_Brief_
Write the listing out again, exactly as it reads below.

_Listed entries_
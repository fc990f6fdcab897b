//! Whitespace-separated table format for [`MultiPoisson`] models.
//!
//! ```text
//! # comment
//! sr1   sr2   lumi      <- optional header of bin labels
//! 3     5               <- observed counts
//! 0.11  0.09  20.1      <- response draw 1 (trailing per-draw luminosity)
//! 1.2   2.4             <- background draw 1
//! ...
//! ```
//!
//! Without a header the bin count is the number of tokens on the counts line.

use std::fs;
use std::path::Path;

use crate::error::AppError;
use crate::models::{CountingModel, Draw, MultiPoisson};

/// Header labels that mark a trailing per-draw luminosity column.
const LUMI_LABELS: [&str; 3] = ["lumi", "luminosity", "l"];

/// A non-blank, non-comment line: 1-based line number and its tokens.
#[derive(Debug, Clone)]
pub(crate) struct Row<'a> {
    pub line: usize,
    pub tokens: Vec<&'a str>,
}

/// Column layout resolved from the optional header.
#[derive(Debug, Clone)]
pub(crate) struct Layout {
    pub labels: Vec<String>,
    pub lumi_column: bool,
}

impl Layout {
    pub fn nbins(&self) -> usize {
        self.labels.len()
    }
}

/// Parsed table: header layout, observed counts, and the remaining data rows.
pub(crate) struct Preamble<'a> {
    pub layout: Layout,
    pub counts: Vec<u64>,
    pub rows: Vec<Row<'a>>,
}

pub fn read_table(path: &Path) -> Result<MultiPoisson, AppError> {
    let text = read_text(path)?;
    parse_table(&text).map_err(|e| in_file(path, e))
}

/// Parse a table into a model. Every row after the counts is one half of a
/// `(response, background)` pair.
pub fn parse_table(text: &str) -> Result<MultiPoisson, AppError> {
    let Preamble { layout, counts, rows } = parse_preamble(text)?;
    let nbins = layout.nbins();

    if rows.is_empty() {
        return Err(AppError::format("Table has counts but no response/background lines."));
    }
    if rows.len() % 2 != 0 {
        let last = &rows[rows.len() - 1];
        return Err(AppError::format(format!(
            "line {}: response line has no matching background line.",
            last.line
        )));
    }

    let mut draws = Vec::with_capacity(rows.len() / 2);
    for pair in rows.chunks(2) {
        let (resp_row, bkg_row) = (&pair[0], &pair[1]);
        let response_width = if layout.lumi_column { nbins + 1 } else { nbins };
        let mut response = parse_values(resp_row, response_width, "response")?;
        if layout.lumi_column {
            let lumi = response.pop().unwrap_or(1.0);
            for r in &mut response {
                *r *= lumi;
            }
        }
        let background = parse_values(bkg_row, nbins, "background")?;
        draws.push(Draw::new(response, background));
    }

    tracing::debug!(nbins, draws = draws.len(), lumi_column = layout.lumi_column, "table parsed");
    MultiPoisson::with_labels(layout.labels, counts, draws)
}

/// Headered table text for `model`. Floats use shortest round-trip formatting.
pub fn format_table(model: &MultiPoisson) -> String {
    let mut out = String::new();
    out.push_str(&model.labels().join(" "));
    out.push('\n');
    out.push_str(&join(model.counts()));
    out.push('\n');
    for draw in model.draws() {
        out.push_str(&join(&draw.response));
        out.push('\n');
        out.push_str(&join(&draw.background));
        out.push('\n');
    }
    out
}

pub fn write_table(path: &Path, model: &MultiPoisson) -> Result<(), AppError> {
    fs::write(path, format_table(model))
        .map_err(|e| AppError::io(format!("Failed to write table '{}': {e}", path.display())))
}

fn join<T: ToString>(values: &[T]) -> String {
    values.iter().map(ToString::to_string).collect::<Vec<_>>().join(" ")
}

pub(crate) fn read_text(path: &Path) -> Result<String, AppError> {
    fs::read_to_string(path).map_err(|e| AppError::io(format!("Failed to read '{}': {e}", path.display())))
}

/// Prefix a parse error with the file it came from.
pub(crate) fn in_file(path: &Path, e: AppError) -> AppError {
    AppError::new(e.kind(), format!("{}: {}", path.display(), e.message()))
}

pub(crate) fn content_rows(text: &str) -> Vec<Row<'_>> {
    text.lines()
        .enumerate()
        .filter_map(|(i, line)| {
            let trimmed = line.trim().trim_start_matches('\u{feff}');
            if trimmed.is_empty() || trimmed.starts_with('#') {
                return None;
            }
            Some(Row {
                line: i + 1,
                tokens: trimmed.split_whitespace().collect(),
            })
        })
        .collect()
}

/// Header (if any) and counts line; shared by both input formats.
pub(crate) fn parse_preamble(text: &str) -> Result<Preamble<'_>, AppError> {
    let mut rows = content_rows(text).into_iter();
    let first = rows
        .next()
        .ok_or_else(|| AppError::format("Input is empty; expected a counts line."))?;

    let (layout, counts_row) = if first.tokens.iter().any(|t| t.parse::<f64>().is_err()) {
        let layout = layout_from_header(&first)?;
        let counts_row = rows.next().ok_or_else(|| {
            AppError::format(format!("line {}: header is not followed by a counts line.", first.line))
        })?;
        (layout, counts_row)
    } else {
        let labels = (1..=first.tokens.len()).map(|i| format!("bin{i}")).collect();
        (
            Layout {
                labels,
                lumi_column: false,
            },
            first,
        )
    };

    let counts = parse_counts(&counts_row, layout.nbins())?;
    Ok(Preamble {
        layout,
        counts,
        rows: rows.collect(),
    })
}

fn layout_from_header(header: &Row<'_>) -> Result<Layout, AppError> {
    let mut labels: Vec<String> = header.tokens.iter().map(|t| t.to_string()).collect();
    let lumi_column = labels
        .last()
        .is_some_and(|l| LUMI_LABELS.contains(&l.to_ascii_lowercase().as_str()));
    if lumi_column {
        labels.pop();
    }
    if labels.is_empty() {
        return Err(AppError::format(format!(
            "line {}: header names no bins besides the luminosity column.",
            header.line
        )));
    }
    Ok(Layout { labels, lumi_column })
}

fn check_width(row: &Row<'_>, expected: usize, what: &str) -> Result<(), AppError> {
    if row.tokens.len() != expected {
        return Err(AppError::format(format!(
            "line {}: {what} line has {} values; expected {expected}.",
            row.line,
            row.tokens.len()
        )));
    }
    Ok(())
}

pub(crate) fn parse_counts(row: &Row<'_>, nbins: usize) -> Result<Vec<u64>, AppError> {
    check_width(row, nbins, "counts")?;
    row.tokens
        .iter()
        .map(|tok| {
            let v: f64 = tok
                .parse()
                .map_err(|_| AppError::format(format!("line {}: count '{tok}' is not a number.", row.line)))?;
            if !v.is_finite() || v < 0.0 || v.fract() != 0.0 || v > u64::MAX as f64 {
                return Err(AppError::format(format!(
                    "line {}: count '{tok}' is not a non-negative integer.",
                    row.line
                )));
            }
            Ok(v as u64)
        })
        .collect()
}

pub(crate) fn parse_values(row: &Row<'_>, expected: usize, what: &str) -> Result<Vec<f64>, AppError> {
    check_width(row, expected, what)?;
    row.tokens
        .iter()
        .map(|tok| {
            let v: f64 = tok
                .parse()
                .map_err(|_| AppError::format(format!("line {}: {what} value '{tok}' is not a number.", row.line)))?;
            if !v.is_finite() {
                return Err(AppError::format(format!("line {}: {what} value '{tok}' is not finite.", row.line)));
            }
            Ok(v)
        })
        .collect()
}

_Response for this exercise_
repository fc990f6fdcab897b
//! Whitespace-separated table format for [`MultiPoisson`] models.
//!
//! ```text
//! # comment
//! sr1   sr2   lumi      <- optional header of bin labels
//! 3     5               <- observed counts
//! 0.11  0.09  20.1      <- response draw 1 (trailing per-draw luminosity)
//! 1.2   2.4             <- background draw 1
//! ...
//! ```
//!
//! Without a header the bin count is the number of tokens on the counts line.

use std::fs;
use std::path::Path;

use crate::error::AppError;
use crate::models::{CountingModel, Draw, MultiPoisson};

/// Header labels that mark a trailing per-draw luminosity column.
const LUMI_LABELS: [&str; 3] = ["lumi", "luminosity", "l"];

/// A non-blank, non-comment line: 1-based line number and its tokens.
#[derive(Debug, Clone)]
pub(crate) struct Row<'a> {
    pub line: usize,
    pub tokens: Vec<&'a str>,
}

/// Column layout resolved from the optional header.
#[derive(Debug, Clone)]
pub(crate) struct Layout {
    pub labels: Vec<String>,
    pub lumi_column: bool,
}

impl Layout {
    pub fn nbins(&self) -> usize {
        self.labels.len()
    }
}

/// Parsed table: header layout, observed counts, and the remaining data rows.
pub(crate) struct Preamble<'a> {
    pub layout: Layout,
    pub counts: Vec<u64>,
    pub rows: Vec<Row<'a>>,
}

pub fn read_table(path: &Path) -> Result<MultiPoisson, AppError> {
    let text = read_text(path)?;
    parse_table(&text).map_err(|e| in_file(path, e))
}

/// Parse a table into a model. Every row after the counts is one half of a
/// `(response, background)` pair.
pub fn parse_table(text: &str) -> Result<MultiPoisson, AppError> {
    let Preamble { layout, counts, rows } = parse_preamble(text)?;
    let nbins = layout.nbins();

    if rows.is_empty() {
        return Err(AppError::format("Table has counts but no response/background lines."));
    }
    if rows.len() % 2 != 0 {
        let last = &rows[rows.len() - 1];
        return Err(AppError::format(format!(
            "line {}: response line has no matching background line.",
            last.line
        )));
    }

    let mut draws = Vec::with_capacity(rows.len() / 2);
    for pair in rows.chunks(2) {
        let (resp_row, bkg_row) = (&pair[0], &pair[1]);
        let response_width = if layout.lumi_column { nbins + 1 } else { nbins };
        let mut response = parse_values(resp_row, response_width, "response")?;
        if layout.lumi_column {
            let lumi = response.pop().unwrap_or(1.0);
            for r in &mut response {
                *r *= lumi;
            }
        }
        let background = parse_values(bkg_row, nbins, "background")?;
        draws.push(Draw::new(response, background));
    }

    tracing::debug!(nbins, draws = draws.len(), lumi_column = layout.lumi_column, "table parsed");
    MultiPoisson::with_labels(layout.labels, counts, draws)
}

/// Headered table text for `model`. Floats use shortest round-trip formatting.
pub fn format_table(model: &MultiPoisson) -> String {
    let mut out = String::new();
    out.push_str(&model.labels().join(" "));
    out.push('\n');
    out.push_str(&join(model.counts()));
    out.push('\n');
    for draw in model.draws() {
        out.push_str(&join(&draw.response));
        out.push('\n');
        out.push_str(&join(&draw.background));
        out.push('\n');
    }
    out
}

pub fn write_table(path: &Path, model: &MultiPoisson) -> Result<(), AppError> {
    fs::write(path, format_table(model))
        .map_err(|e| AppError::io(format!("Failed to write table '{}': {e}", path.display())))
}

fn join<T: ToString>(values: &[T]) -> String {
    values.iter().map(ToString::to_string).collect::<Vec<_>>().join(" ")
}

pub(crate) fn read_text(path: &Path) -> Result<String, AppError> {
    fs::read_to_string(path).map_err(|e| AppError::io(format!("Failed to read '{}': {e}", path.display())))
}

/// Prefix a parse error with the file it came from.
pub(crate) fn in_file(path: &Path, e: AppError) -> AppError {
    AppError::new(e.kind(), format!("{}: {}", path.display(), e.message()))
}

pub(crate) fn content_rows(text: &str) -> Vec<Row<'_>> {
    text.lines()
        .enumerate()
        .filter_map(|(i, line)| {
            let trimmed = line.trim().trim_start_matches('\u{feff}');
            if trimmed.is_empty() || trimmed.starts_with('#') {
                return None;
            }
            Some(Row {
                line: i + 1,
                tokens: trimmed.split_whitespace().collect(),
            })
        })
        .collect()
}

/// Header (if any) and counts line; shared by both input formats.
pub(crate) fn parse_preamble(text: &str) -> Result<Preamble<'_>, AppError> {
    let mut rows = content_rows(text).into_iter();
    let first = rows
        .next()
        .ok_or_else(|| AppError::format("Input is empty; expected a counts line."))?;

    let (layout, counts_row) = if first.tokens.iter().any(|t| t.parse::<f64>().is_err()) {
        let layout = layout_from_header(&first)?;
        let counts_row = rows.next().ok_or_else(|| {
            AppError::format(format!("line {}: header is not followed by a counts line.", first.line))
        })?;
        (layout, counts_row)
    } else {
        let labels = (1..=first.tokens.len()).map(|i| format!("bin{i}")).collect();
        (
            Layout {
                labels,
                lumi_column: false,
            },
            first,
        )
    };

    let counts = parse_counts(&counts_row, layout.nbins())?;
    Ok(Preamble {
        layout,
        counts,
        rows: rows.collect(),
    })
}

fn layout_from_header(header: &Row<'_>) -> Result<Layout, AppError> {
    let mut labels: Vec<String> = header.tokens.iter().map(|t| t.to_string()).collect();
    let lumi_column = labels
        .last()
        .is_some_and(|l| LUMI_LABELS.contains(&l.to_ascii_lowercase().as_str()));
    if lumi_column {
        labels.pop();
    }
    if labels.is_empty() {
        return Err(AppError::format(format!(
            "line {}: header names no bins besides the luminosity column.",
            header.line
        )));
    }
    Ok(Layout { labels, lumi_column })
}

fn check_width(row: &Row<'_>, expected: usize, what: &str) -> Result<(), AppError> {
    if row.tokens.len() != expected {
        return Err(AppError::format(format!(
            "line {}: {what} line has {} values; expected {expected}.",
            row.line,
            row.tokens.len()
        )));
    }
    Ok(())
}

pub(crate) fn parse_counts(row: &Row<'_>, nbins: usize) -> Result<Vec<u64>, AppError> {
    check_width(row, nbins, "counts")?;
    row.tokens
        .iter()
        .map(|tok| {
            let v: f64 = tok
                .parse()
                .map_err(|_| AppError::format(format!("line {}: count '{tok}' is not a number.", row.line)))?;
            if !v.is_finite() || v < 0.0 || v.fract() != 0.0 || v > u64::MAX as f64 {
                return Err(AppError::format(format!(
                    "line {}: count '{tok}' is not a non-negative integer.",
                    row.line
                )));
            }
            Ok(v as u64)
        })
        .collect()
}

pub(crate) fn parse_values(row: &Row<'_>, expected: usize, what: &str) -> Result<Vec<f64>, AppError> {
    check_width(row, expected, what)?;
    row.tokens
        .iter()
        .map(|tok| {
            let v: f64 = tok
                .parse()
                .map_err(|_| AppError::format(format!("line {}: {what} value '{tok}' is not a number.", row.line)))?;
            if !v.is_finite() {
                return Err(AppError::format(format!("line {}: {what} value '{tok}' is not finite.", row.line)));
            }
            Ok(v)
        })
        .collect()
}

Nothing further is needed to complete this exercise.